_Exercise aim_
Produce an exact copy of the lines below, starting at the first and ending with the line containing "LevelFilter::Debug".

** Opening Extracted information block **

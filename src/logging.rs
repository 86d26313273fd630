use log::LevelFilter;
use std::io::Write;

/// Console output for both tools: `[INFO] ...`, `[WARN] ...` on stdout,
/// colored by level. `RUST_LOG` takes precedence over `verbose`.
pub fn init_logger(verbose: bool) {
    let level = if verbose {
        LevelFilter::Debug
    } else {
        LevelFilter::Info
    };

    // a second init (e.g. from tests) is not an error worth reporting
    let _ = env_logger::Builder::new()
        .filter_level(level)
        .parse_default_env()
        .target(env_logger::Target::Stdout)
        .format(|buf, record| {
            let style = buf.default_level_style(record.level());
            writeln!(
                buf,
                "{style}[{}]{style:#} {}",
                record.level(),
                record.args()
            )
        })
        .try_init();
}
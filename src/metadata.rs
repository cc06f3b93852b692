//! Capture-time and media-kind resolution
//!
//! Images get their timestamp from EXIF metadata when present; videos
//! and anything without usable EXIF fall back to the file system
//! modification time.

use crate::config::Config;
use crate::error::{Error, Result};
use chrono::NaiveDateTime;
use exif::{In, Reader, Tag};
use std::fs::File;
use std::io::BufReader;
use std::path::Path;
use tracing::{debug, trace};

/// Resolved metadata for a single media file
#[derive(Debug, Clone, Copy, PartialEq, Eq)]
pub struct FileMetadata {
    /// Capture timestamp (EXIF or file system fallback)
    pub timestamp: NaiveDateTime,
    /// Whether the file is a video
    pub is_video: bool,
}

/// EXIF tags to try for date extraction, in priority order
const DATE_TAGS: &[Tag] = &[
    Tag::DateTimeOriginal,
    Tag::DateTimeDigitized,
    Tag::DateTime,
];

/// Resolve the capture timestamp and media kind of a file
///
/// Only fails when the file itself cannot be stat'ed; absent or
/// malformed EXIF data silently degrades to the modification time.
pub fn resolve(path: &Path, config: &Config) -> Result<FileMetadata> {
    let ext = path.extension().and_then(|e| e.to_str()).unwrap_or("");

    if config.is_video(ext) {
        return Ok(FileMetadata {
            timestamp: modified_time(path)?,
            is_video: true,
        });
    }

    if config.is_image(ext) {
        if let Some(timestamp) = read_exif_time(path) {
            trace!(?path, %timestamp, "Extracted time from EXIF");
            return Ok(FileMetadata {
                timestamp,
                is_video: false,
            });
        }
        debug!(?path, "No usable EXIF time, falling back to modification time");
    }

    Ok(FileMetadata {
        timestamp: modified_time(path)?,
        is_video: false,
    })
}

/// File system modification time as a naive UTC timestamp
fn modified_time(path: &Path) -> Result<NaiveDateTime> {
    let metadata = std::fs::metadata(path).map_err(|e| Error::Metadata {
        path: path.to_path_buf(),
        source: e,
    })?;
    let modified = metadata.modified().map_err(|e| Error::Metadata {
        path: path.to_path_buf(),
        source: e,
    })?;
    let datetime: chrono::DateTime<chrono::Utc> = modified.into();
    Ok(datetime.naive_utc())
}

/// Try to read a capture time from EXIF metadata
///
/// Returns `None` for any read or parse failure so the caller can fall
/// back without treating this as an error.
fn read_exif_time(path: &Path) -> Option<NaiveDateTime> {
    let file = File::open(path).ok()?;
    let mut reader = BufReader::new(file);

    let exif = Reader::new().read_from_container(&mut reader).ok()?;

    for tag in DATE_TAGS {
        if let Some(field) = exif.get_field(*tag, In::PRIMARY)
            && let Some(datetime) = parse_exif_datetime(&field.display_value().to_string())
        {
            trace!(?path, ?tag, "Found EXIF date");
            return Some(datetime);
        }
    }

    None
}

/// Parse EXIF datetime string format: "YYYY:MM:DD HH:MM:SS"
fn parse_exif_datetime(s: &str) -> Option<NaiveDateTime> {
    let s = s.trim().trim_matches('"');

    if let Ok(dt) = NaiveDateTime::parse_from_str(s, "%Y:%m:%d %H:%M:%S") {
        return Some(dt);
    }

    // Subsecond variant
    if let Ok(dt) = NaiveDateTime::parse_from_str(s, "%Y:%m:%d %H:%M:%S%.f") {
        return Some(dt);
    }

    // Formats some cameras write instead of the standard one
    let formats = [
        "%Y-%m-%d %H:%M:%S",
        "%Y-%m-%dT%H:%M:%S",
        "%Y/%m/%d %H:%M:%S",
    ];

    for format in formats {
        if let Ok(dt) = NaiveDateTime::parse_from_str(s, format) {
            return Some(dt);
        }
    }

    None
}

#[cfg(test)]
mod tests {
    use super::*;
    use chrono::{DateTime, Datelike, NaiveDate, Utc};
    use std::time::{Duration, UNIX_EPOCH};

    /// Write a minimal EXIF blob (TIFF container) carrying one
    /// DateTimeOriginal tag; the reader sniffs the container by magic,
    /// not by file name.
    fn write_exif_fixture(path: &Path, datetime: &str) {
        use exif::Value;
        use exif::experimental::Writer;

        let field = exif::Field {
            tag: Tag::DateTimeOriginal,
            ifd_num: In::PRIMARY,
            value: Value::Ascii(vec![datetime.as_bytes().to_vec()]),
        };
        let mut writer = Writer::new();
        writer.push_field(&field);
        let mut buf = std::io::Cursor::new(Vec::new());
        writer.write(&mut buf, false).unwrap();
        std::fs::write(path, buf.into_inner()).unwrap();
    }

    #[test]
    fn test_resolve_image_prefers_exif_time() {
        let dir = tempfile::tempdir().unwrap();
        let path = dir.path().join("a.jpg");
        write_exif_fixture(&path, "2023:06:15 10:30:00");

        // Point the mtime somewhere else entirely so a fallback would
        // produce a different timestamp
        let mtime = UNIX_EPOCH + Duration::from_secs(1_641_081_600); // 2022-01-02
        filetime::set_file_mtime(&path, filetime::FileTime::from_system_time(mtime)).unwrap();

        let config = Config::default();
        let meta = resolve(&path, &config).unwrap();

        assert!(!meta.is_video);
        let expected = NaiveDate::from_ymd_opt(2023, 6, 15)
            .unwrap()
            .and_hms_opt(10, 30, 0)
            .unwrap();
        assert_eq!(meta.timestamp, expected);
    }

    #[test]
    fn test_parse_exif_datetime() {
        let dt = parse_exif_datetime("2024:01:15 14:30:00").unwrap();
        assert_eq!(dt.year(), 2024);
        assert_eq!(dt.month(), 1);
        assert_eq!(dt.day(), 15);

        // With quotes, as display_value sometimes renders
        let dt = parse_exif_datetime("\"2024:01:15 14:30:00\"").unwrap();
        assert_eq!(dt.year(), 2024);

        // Alternative separator
        let dt = parse_exif_datetime("2024-01-15 14:30:00").unwrap();
        assert_eq!(dt.year(), 2024);

        assert!(parse_exif_datetime("invalid").is_none());
        assert!(parse_exif_datetime("").is_none());
    }

    #[test]
    fn test_resolve_video_uses_mtime() {
        let dir = tempfile::tempdir().unwrap();
        let path = dir.path().join("clip.MOV");
        std::fs::write(&path, b"not a real video").unwrap();

        let mtime = UNIX_EPOCH + Duration::from_secs(1_641_081_600); // 2022-01-02
        filetime::set_file_mtime(&path, filetime::FileTime::from_system_time(mtime)).unwrap();

        let config = Config::default();
        let meta = resolve(&path, &config).unwrap();

        assert!(meta.is_video);
        let expected: DateTime<Utc> = mtime.into();
        assert_eq!(meta.timestamp, expected.naive_utc());
    }

    #[test]
    fn test_resolve_image_without_exif_falls_back() {
        let dir = tempfile::tempdir().unwrap();
        let path = dir.path().join("corrupt.jpg");
        std::fs::write(&path, b"\xff\xd8\xff\xe0 garbage, no exif").unwrap();

        let mtime = UNIX_EPOCH + Duration::from_secs(1_686_787_200); // 2023-06-15
        filetime::set_file_mtime(&path, filetime::FileTime::from_system_time(mtime)).unwrap();

        let config = Config::default();
        let meta = resolve(&path, &config).unwrap();

        assert!(!meta.is_video);
        let expected: DateTime<Utc> = mtime.into();
        assert_eq!(meta.timestamp, expected.naive_utc());
    }

    #[test]
    fn test_resolve_missing_file_fails() {
        let config = Config::default();
        let err = resolve(Path::new("/nonexistent/a.jpg"), &config);
        assert!(matches!(err, Err(Error::Metadata { .. })));
    }
}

** Closing Extracted information block **

_Solution for this problem_
filename src/logging.rs
repository 86d26313273fd630
use log::LevelFilter;
use std::io::Write;

/// Console output for both tools: `[INFO] ...`, `[WARN] ...` on stdout,
/// colored by level. `RUST_LOG` takes precedence over `verbose`.
pub fn init_logger(verbose: bool) {
    let level = if verbose {
        LevelFilter::Debug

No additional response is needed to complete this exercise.